Forget Superman with his red cape. The red-breasted robins in your own backyard have a kind of "X-ray" vision which allows them to navigate in bad weather or even at night, according to a team of German researchers.

For decades, scientists have known that robins and many other migratory birds somehow sense the Earth's magnetic fields, which they use as a compass to find their way to nesting grounds. Carrier pigeons are the prime examples. But no-one knew precisely how birds registered those magnetic fields. Now, for the first time, scientists say they have discovered that the tiny robin can "see" the Earth's magnetic field at night – like Superman with his X-ray vision.

It used to be thought that a special organ in birds' beaks was the centre of magnetic field detection. But the scientists say it is in fact a specialised part of the brain called "Cluster N," a part of the brain involved in processing light - in other words a vision region of the brain.

Hitherto, many experts believed that tiny magnets in the beak wired to the nervous system detect lines of magnetic force. But the new study suggests that birds "see" magnetic fields via their eyes using a complex light-sensitive mechanism.

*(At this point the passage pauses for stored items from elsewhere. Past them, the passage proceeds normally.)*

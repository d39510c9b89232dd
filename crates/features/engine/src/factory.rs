use crate::ordering::processing_order;
use crate::resolver::resolve_fields;
use fixtura_domain::{FactoryConfig, FieldName, FieldSet, ModelId, Overrides};
use fixtura_registry::{FactoryError, Model, ModelEntry};
use std::fmt;
use std::marker::PhantomData;
use std::sync::Arc;
use tracing::debug;

/// Reusable production function for one model.
///
/// Holds a snapshot of the registered entry and its processing order, both
/// computed once when the factory is selected. Re-registering the model later
/// does not affect existing factories.
pub struct Factory<M> {
    entry: Arc<ModelEntry>,
    order: Arc<[FieldName]>,
    config: FactoryConfig,
    model: PhantomData<fn() -> M>,
}

impl<M: Model> Factory<M> {
    pub(crate) fn new(entry: Arc<ModelEntry>, config: FactoryConfig) -> Result<Self, FactoryError> {
        let order = processing_order(&entry, config.ordering)?;
        debug!(model = %entry.id(), order = ?order, "Factory selected");
        Ok(Self { entry, order: order.into(), config, model: PhantomData })
    }

    /// Produces an instance using only registered defaults and derivations.
    ///
    /// # Errors
    /// Derivation and construction failures; no partial instance is returned.
    pub fn build(&self) -> Result<M, FactoryError> {
        self.build_with(Overrides::new())
    }

    /// Produces an instance with `overrides` taking precedence over everything else.
    ///
    /// # Errors
    /// Derivation and construction failures, plus [`FactoryError::UnknownField`]
    /// in strict mode.
    pub fn build_with(&self, overrides: impl Into<Overrides>) -> Result<M, FactoryError> {
        let fields = self.fields_with(overrides)?;
        debug!(model = %self.entry.id(), fields = fields.len(), "Constructing instance");
        M::construct(fields)
    }

    /// Produces `count` instances, each with the same overrides.
    ///
    /// # Errors
    /// Stops at the first failure.
    pub fn build_many(
        &self,
        count: usize,
        overrides: impl Into<Overrides>,
    ) -> Result<Vec<M>, FactoryError> {
        let overrides = overrides.into();
        (0..count).map(|_| self.build_with(overrides.clone())).collect()
    }
}

impl<M> Factory<M> {
    /// The resolved field set that would be handed to the construction entry point.
    ///
    /// # Errors
    /// Same as [`Factory::build_with`] minus construction.
    pub fn fields_with(&self, overrides: impl Into<Overrides>) -> Result<FieldSet, FactoryError> {
        resolve_fields(&self.entry, &self.order, &overrides.into(), &self.config)
    }

    #[must_use]
    pub fn model_id(&self) -> &ModelId {
        self.entry.id()
    }

    /// Field processing order.
    #[must_use]
    pub fn order(&self) -> &[FieldName] {
        &self.order
    }

    #[must_use]
    pub const fn config(&self) -> &FactoryConfig {
        &self.config
    }
}

impl<M> Clone for Factory<M> {
    fn clone(&self) -> Self {
        Self {
            entry: Arc::clone(&self.entry),
            order: Arc::clone(&self.order),
            config: self.config.clone(),
            model: PhantomData,
        }
    }
}

impl<M> fmt::Debug for Factory<M> {
    fn fmt(&self, f: &mut fmt::Formatter<'_>) -> fmt::Result {
        f.debug_struct("Factory")
            .field("model", self.entry.id())
            .field("order", &self.order)
            .field("config", &self.config)
            .finish_non_exhaustive()
    }
}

The German scientists studied 36 European robins and found birds with damage to "Cluster N" were unable to orientate themselves using the Earth's magnetic field. But damage to another nerve channel necessary for a beak-sensing system had no effect.

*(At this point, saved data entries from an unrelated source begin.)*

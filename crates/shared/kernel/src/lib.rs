//! Kernel utilities shared across the factory crates.
//! Keep this crate lightweight; today it only hosts layered configuration loading.
//!
//! ## Config loading
//! ```rust,ignore
//! use fixtura_kernel::config::load_factory_config;
//!
//! // `fixtura.toml` (optional) overlaid with `FIXTURA__*` environment variables.
//! let cfg = load_factory_config(None::<&str>).unwrap_or_default();
//! ```
pub mod config;

pub use fixtura_domain as domain;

The researchers, led by Dr Henrik Mouritsen from the University of Oldenburg, wrote in the journal Nature: “The results of the present study specifically suggest that Cluster N of European robins is an essential part of a circuit processing light-dependent magnetic compass information for night-time orientation.

“The exact role of cluster N within this circuit has not been determined, but the present results raise the distinct possibility that this part of the visual system enables birds to 'see' magnetic compass information.”

Other types of magnetic sensor may also exist in birds, said the scientists. There was strong evidence that upper beak magneto-sensors were used by carrier pigeons, they suggested.